But she never hit the ground. Yngvilde whipped around in the same motion and let her chained blade unravel, guided along by the winds. The barbs hooked into Summer’s right thigh, and the blade wrapped itself all the way down her leg. Before the mare could fall out of the sky, Yngvilde pulled back on the chain, reversing Summer’s momentum and pulling her back toward the hen. But the chain didn’t stay wrapped around Summer’s leg; it unspooled with the force of Yngvilde’s tug, and the barbs along each link tore terrifyingly deep into the flesh and muscle, spraying blood all along the medic’s underside. She finally struck the ground not too far away, yelling and howling in pain as she clutched at her ruined leg, too hurt to even stand up.

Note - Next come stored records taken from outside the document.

use anyhow::Result;
use burn_ndarray::NdArray;
use tempfile::tempdir;
use volkit_core::image::{Image, ImageMetadata, LabelMap};
use volkit_core::measure::marching_cubes;
use volkit_core::spatial::{Direction, Point, Spacing};
use volkit_io::{read_volume, render_plane, write_labels_nifti, write_obj, write_volume};

type TestBackend = NdArray<f32>;

fn sample(metadata: &ImageMetadata<3>) -> Image<TestBackend, 3> {
    let device = Default::default();
    let values = (0..4 * 5 * 6).map(|v| (v % 17) as f32).collect();
    Image::from_vec([4, 5, 6], values, metadata, &device).unwrap()
}

#[test]
fn test_nifti_roundtrip_keeps_geometry() -> Result<()> {
    let dir = tempdir()?;
    let metadata = ImageMetadata::new(
        Point::new([1.0, 2.0, 3.0]),
        Spacing::new([2.0, 0.5, 0.25]),
        Direction::identity(),
    );
    let image = sample(&metadata);

    for name in ["volume.nii", "volume.nii.gz"] {
        let path = dir.path().join(name);
        write_volume(&path, &image)?;
        let device = Default::default();
        let read = read_volume::<TestBackend, _>(&path, None, &device)?;
        assert_eq!(read.shape(), [4, 5, 6]);
        assert_eq!(read.to_vec()?, image.to_vec()?);
        assert_eq!(read.spacing().to_array(), [2.0, 0.5, 0.25]);
        assert_eq!(read.origin().to_array(), [1.0, 2.0, 3.0]);
    }
    Ok(())
}

#[test]
fn test_spacing_override_and_tiff() -> Result<()> {
    let dir = tempdir()?;
    let image = sample(&ImageMetadata::default());
    let path = dir.path().join("stack.tiff");
    write_volume(&path, &image)?;

    let device = Default::default();
    let spacing = Spacing::new([3.0, 1.0, 1.0]);
    let read = read_volume::<TestBackend, _>(&path, Some(spacing), &device)?;
    assert_eq!(read.spacing(), &spacing);
    assert_eq!(read.to_vec()?, image.to_vec()?);

    assert!(read_volume::<TestBackend, _>(dir.path().join("missing.nii"), None, &device).is_err());
    assert!(read_volume::<TestBackend, _>(dir.path().join("volume.raw"), None, &device).is_err());
    Ok(())
}

#[test]
fn test_label_map_and_mesh_outputs() -> Result<()> {
    let dir = tempdir()?;
    let device = Default::default();
    let mut labels = LabelMap::zeros([3, 3, 3], ImageMetadata::default());
    labels.set([1, 1, 1], 5);

    let path = dir.path().join("labels.nii.gz");
    write_labels_nifti::<TestBackend, _>(&path, &labels, &device)?;
    let read = read_volume::<TestBackend, _>(&path, None, &device)?;
    assert_eq!(read.statistics()?.max, 5.0);

    let mesh = marching_cubes(&read, 2.5)?;
    let obj = dir.path().join("labels.obj");
    write_obj(&obj, &mesh)?;
    let text = std::fs::read_to_string(&obj)?;
    assert_eq!(text.lines().filter(|l| l.starts_with("v ")).count(), mesh.vertices.len());
    assert_eq!(text.lines().filter(|l| l.starts_with("f ")).count(), mesh.faces.len());
    Ok(())
}

#[test]
fn test_render_volume_reports_dimension_error() {
    let image = sample(&ImageMetadata::default());
    let err = render_plane(&image, None).unwrap_err();
    assert_eq!(
        err.to_string(),
        "Unsupported dimensions: expected a 2D image, got 3D"
    );
}
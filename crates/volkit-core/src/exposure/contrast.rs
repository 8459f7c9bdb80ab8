//! Contrast adjustment: linear rescaling, gamma, log, sigmoid and histogram
//! equalization.

use std::f32::consts::LN_2;

use burn::tensor::activation::sigmoid;
use burn::tensor::backend::Backend;
use burn::tensor::Tensor;
use serde::{Deserialize, Serialize};

use crate::error::{Result, VolumeError};
use crate::exposure::histogram::{histogram, percentiles};
use crate::image::Image;

/// Input range for [`rescale_intensity`].
#[derive(Debug, Clone, Copy, PartialEq, Serialize, Deserialize)]
#[serde(tag = "kind", rename_all = "snake_case")]
pub enum IntensityRange {
    /// Minimum and maximum of the image.
    Image,
    /// Fixed bounds.
    Explicit { low: f64, high: f64 },
    /// Percentile bounds in `[0, 100]`, e.g. 0.5 and 99.5 to ignore outliers.
    Percentiles { low: f64, high: f64 },
}

impl IntensityRange {
    /// Resolve to concrete `(low, high)` bounds for `image`.
    pub fn resolve<B: Backend, const D: usize>(&self, image: &Image<B, D>) -> Result<(f64, f64)> {
        let (low, high) = match *self {
            IntensityRange::Image => {
                let stats = image.statistics()?;
                (stats.min, stats.max)
            }
            IntensityRange::Explicit { low, high } => (low, high),
            IntensityRange::Percentiles { low, high } => {
                let p = percentiles(&image.to_vec()?, &[low, high])?;
                (p[0], p[1])
            }
        };
        if !(low <= high) {
            return Err(VolumeError::invalid_parameter(format!(
                "intensity range is inverted: [{}, {}]",
                low, high
            )));
        }
        Ok((low, high))
    }
}

/// Clip to `in_range` and map it linearly onto `out_range`.
///
/// A degenerate input range maps every voxel to `out_range.0`.
pub fn rescale_intensity<B: Backend, const D: usize>(
    image: &Image<B, D>,
    in_range: IntensityRange,
    out_range: (f64, f64),
) -> Result<Image<B, D>> {
    let (low, high) = in_range.resolve(image)?;
    let (out_low, out_high) = out_range;
    if high - low <= f64::EPSILON {
        let data = Tensor::<B, D>::full(image.shape(), out_low as f32, &image.device());
        return Ok(image.with_data(data));
    }
    let scale = (out_high - out_low) / (high - low);
    let data = image
        .data()
        .clone()
        .clamp(low as f32, high as f32)
        .sub_scalar(low as f32)
        .mul_scalar(scale as f32)
        .add_scalar(out_low as f32);
    Ok(image.with_data(data))
}

fn ensure_non_negative<B: Backend, const D: usize>(image: &Image<B, D>, op: &str) -> Result<()> {
    let min = image.statistics()?.min;
    if min < 0.0 {
        return Err(VolumeError::invalid_parameter(format!(
            "{} requires non-negative intensities, found minimum {}",
            op, min
        )));
    }
    Ok(())
}

/// Power-law correction `gain * I^gamma`.
pub fn adjust_gamma<B: Backend, const D: usize>(image: &Image<B, D>, gamma: f64, gain: f64) -> Result<Image<B, D>> {
    if !(gamma.is_finite() && gamma >= 0.0) {
        return Err(VolumeError::invalid_parameter(format!(
            "gamma must be non-negative, got {}",
            gamma
        )));
    }
    ensure_non_negative(image, "gamma correction")?;
    let data = image.data().clone().powf_scalar(gamma as f32).mul_scalar(gain as f32);
    Ok(image.with_data(data))
}

/// Logarithmic correction `gain * log2(1 + I)`, or its inverse
/// `gain * (2^I - 1)`.
pub fn adjust_log<B: Backend, const D: usize>(image: &Image<B, D>, gain: f64, inverse: bool) -> Result<Image<B, D>> {
    ensure_non_negative(image, "log correction")?;
    let data = image.data().clone();
    let data = if inverse {
        data.mul_scalar(LN_2).exp().sub_scalar(1.0).mul_scalar(gain as f32)
    } else {
        data.log1p().div_scalar(LN_2).mul_scalar(gain as f32)
    };
    Ok(image.with_data(data))
}

/// Sigmoid correction `1 / (1 + exp(gain * (cutoff - I)))`, or `1 - that`
/// when `inverse` is set.
pub fn adjust_sigmoid<B: Backend, const D: usize>(
    image: &Image<B, D>,
    cutoff: f64,
    gain: f64,
    inverse: bool,
) -> Result<Image<B, D>> {
    let out = sigmoid(image.data().clone().sub_scalar(cutoff as f32).mul_scalar(gain as f32));
    let out = if inverse { out.neg().add_scalar(1.0) } else { out };
    Ok(image.with_data(out))
}

/// Histogram equalization onto `[0, 1]`.
///
/// Each voxel is mapped through the normalized cumulative histogram,
/// interpolating linearly between bin centers and clamping outside them.
pub fn equalize_hist<B: Backend, const D: usize>(image: &Image<B, D>, nbins: usize) -> Result<Image<B, D>> {
    let values = image.to_vec()?;
    let hist = histogram(&values, nbins)?;
    let cdf = hist.normalized_cdf();
    let centers = &hist.bin_centers;

    let mapped = values
        .iter()
        .map(|&v| interpolate(v as f64, centers, &cdf) as f32)
        .collect();
    image.with_values(mapped)
}

/// Piecewise-linear interpolation of `ys` over increasing `xs`.
fn interpolate(x: f64, xs: &[f64], ys: &[f64]) -> f64 {
    let n = xs.len();
    if x.is_nan() {
        return f64::NAN;
    }
    if x <= xs[0] {
        return ys[0];
    }
    if x >= xs[n - 1] {
        return ys[n - 1];
    }
    let upper = xs.partition_point(|&c| c <= x);
    let lower = upper - 1;
    let t = (x - xs[lower]) / (xs[upper] - xs[lower]);
    ys[lower] + t * (ys[upper] - ys[lower])
}
//! Displacement vectors; also the storage behind [`Spacing`](super::Spacing).

use nalgebra::SVector;

/// A vector in D-dimensional space.
#[derive(Debug, Clone, Copy, PartialEq)]
pub struct Vector<const D: usize>(pub SVector<f64, D>);

impl<const D: usize> Vector<D> {
    pub fn new(components: [f64; D]) -> Self {
        Self(SVector::from(components))
    }

    pub fn zeros() -> Self {
        Self(SVector::zeros())
    }

    /// Build a vector from a slice.
    ///
    /// # Panics
    /// Panics if `components.len() != D`.
    pub fn from_slice(components: &[f64]) -> Self {
        assert!(components.len() == D, "Component slice length must match dimension");
        let mut vector = Self::zeros();
        for (i, &c) in components.iter().enumerate() {
            vector.0[i] = c;
        }
        vector
    }

    pub fn to_array(&self) -> [f64; D] {
        let mut out = [0.0; D];
        for (i, v) in out.iter_mut().enumerate() {
            *v = self.0[i];
        }
        out
    }

    /// Component-wise product.
    pub fn component_mul(&self, other: &Self) -> Self {
        Self(self.0.component_mul(&other.0))
    }

    pub fn norm(&self) -> f64 {
        self.0.norm()
    }

    pub fn inner(&self) -> &SVector<f64, D> {
        &self.0
    }
}

impl<const D: usize> std::ops::Index<usize> for Vector<D> {
    type Output = f64;

    fn index(&self, index: usize) -> &Self::Output {
        &self.0[index]
    }
}

impl<const D: usize> std::ops::IndexMut<usize> for Vector<D> {
    fn index_mut(&mut self, index: usize) -> &mut Self::Output {
        &mut self.0[index]
    }
}

impl<const D: usize> std::ops::Add for Vector<D> {
    type Output = Self;

    fn add(self, other: Self) -> Self::Output {
        Self(self.0 + other.0)
    }
}

impl<const D: usize> std::ops::Sub for Vector<D> {
    type Output = Self;

    fn sub(self, other: Self) -> Self::Output {
        Self(self.0 - other.0)
    }
}

impl<const D: usize> std::ops::Mul<f64> for Vector<D> {
    type Output = Self;

    fn mul(self, scalar: f64) -> Self::Output {
        Self(self.0 * scalar)
    }
}

impl<const D: usize> std::ops::Div<f64> for Vector<D> {
    type Output = Self;

    fn div(self, scalar: f64) -> Self::Output {
        Self(self.0 / scalar)
    }
}

#[cfg(test)]
mod tests {
    use super::*;

    type Vector3 = Vector<3>;

    #[test]
    fn test_vector_arithmetic() {
        let v1 = Vector3::new([1.0, 2.0, 3.0]);
        let v2 = Vector3::new([4.0, 5.0, 6.0]);

        assert_eq!(v1 + v2, Vector3::new([5.0, 7.0, 9.0]));
        assert_eq!(v2 - v1, Vector3::new([3.0, 3.0, 3.0]));
        assert_eq!(v1 * 2.0, Vector3::new([2.0, 4.0, 6.0]));
        assert_eq!(v2 / 2.0, Vector3::new([2.0, 2.5, 3.0]));
        assert_eq!(v1.component_mul(&v2), Vector3::new([4.0, 10.0, 18.0]));
    }

    #[test]
    fn test_vector_norm() {
        assert!((Vector3::new([3.0, 4.0, 0.0]).norm() - 5.0).abs() < 1e-12);
    }
}
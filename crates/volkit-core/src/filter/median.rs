//! Median filter over an arbitrary footprint.

use burn::tensor::backend::Backend;
use rayon::prelude::*;

use crate::error::{Result, VolumeError};
use crate::image::{Grid, Image};
use crate::morphology::StructuringElement;

/// Replaces each voxel with the median of its footprint neighbourhood.
///
/// Neighbours outside the volume take the value of the nearest edge voxel.
/// With an even number of footprint voxels the upper median is used.
#[derive(Debug, Clone)]
pub struct MedianFilter {
    footprint: StructuringElement,
}

impl Default for MedianFilter {
    fn default() -> Self {
        Self::new(StructuringElement::ball(1))
    }
}

impl MedianFilter {
    pub fn new(footprint: StructuringElement) -> Self {
        Self { footprint }
    }

    pub fn footprint(&self) -> &StructuringElement {
        &self.footprint
    }

    pub fn apply<B: Backend>(&self, image: &Image<B, 3>) -> Result<Image<B, 3>> {
        if self.footprint.is_empty() {
            return Err(VolumeError::invalid_parameter("median footprint is empty"));
        }
        let grid = Grid::new(image.shape());
        if grid.is_empty() {
            return Ok(image.clone());
        }
        let values = image.to_vec()?;
        let offsets = self.footprint.offsets();
        let [_, rows, cols] = grid.shape();
        let mid = offsets.len() / 2;

        let mut out = vec![0.0f32; grid.len()];
        out.par_chunks_mut(rows * cols)
            .enumerate()
            .for_each(|(z, plane)| {
                let mut window = Vec::with_capacity(offsets.len());
                for y in 0..rows {
                    for x in 0..cols {
                        window.clear();
                        window.extend(offsets.iter().map(|&o| values[grid.clamped([z, y, x], o)]));
                        let (_, median, _) = window.select_nth_unstable_by(mid, |a, b| a.total_cmp(b));
                        plane[y * cols + x] = *median;
                    }
                }
            });

        image.with_values(out)
    }
}

#[cfg(test)]
mod tests {
    use super::*;
    use crate::image::ImageMetadata;
    use burn_ndarray::NdArray;

    type Backend = NdArray<f32>;

    #[test]
    fn test_removes_salt_noise() {
        let device = Default::default();
        let mut values = vec![1.0f32; 5 * 5 * 5];
        values[2 * 25 + 2 * 5 + 2] = 100.0;
        let image = Image::<Backend, 3>::from_vec([5, 5, 5], values, &ImageMetadata::default(), &device).unwrap();
        let out = MedianFilter::default().apply(&image).unwrap();
        assert!(out.to_vec().unwrap().iter().all(|&v| (v - 1.0).abs() < 1e-6));
    }

    #[test]
    fn test_preserves_step_edge() {
        let device = Default::default();
        let values: Vec<f32> = (0..4 * 4 * 4).map(|i| if i % 4 >= 2 { 10.0 } else { 0.0 }).collect();
        let image = Image::<Backend, 3>::from_vec([4, 4, 4], values.clone(), &ImageMetadata::default(), &device).unwrap();
        let out = MedianFilter::new(StructuringElement::ball(1)).apply(&image).unwrap();
        assert_eq!(out.to_vec().unwrap(), values);
    }
}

Yngvilde kicked her onto her back and sat on top of the mare’s chest, her paws keeping her forehooves and wings pinned to the ground. “You are so ugly for even your kind, do you know that?” Yngvilde asked her. She wickedly grinned as she put her talons on either side of the mare’s muzzle. “But I’ve heard Nimbans love scars.”

Summer tried to find the words to retort her, but all of that fell apart when Yngvilde’s claws dug deep into her cheeks and pulled, cutting them to bloody ribbons.

And all of Rain’s and Summer’s screams fell on the trembling ears of a colt curled up in terror behind a tent. Pathfinder shivered and tried to cover his ears where he lay, frightened out of his wits. Seeing Todesangst again had broken whatever resolve he had once possessed. The griffon’s face had brought back so many other unpleasant and awful memories, and it was all he could do to not let them worm their way into his brain. But they were already there, and now Finder couldn’t do anything other than curl himself up and try to hide away from the world so nopony or no griffon could find him.

But he could not hide from the pained screaming of his friends. It was like his nightmares had come true, and their screams had followed him out of his dreams. The only thing he could think about was that this was his fault. Once again, he’d screwed up, and his friends were the ones to suffer. It was too much to bear, too much, too much!

He screamed when talons grabbed him by the neck and tugged him away from the ground. He cried and kicked out, tears running down his face, but the talons held tight and simply spun him about. His nose bounced against a beak, and his pupils shrunk to pinpricks as he found himself staring into Yngvilde’s avian eyes.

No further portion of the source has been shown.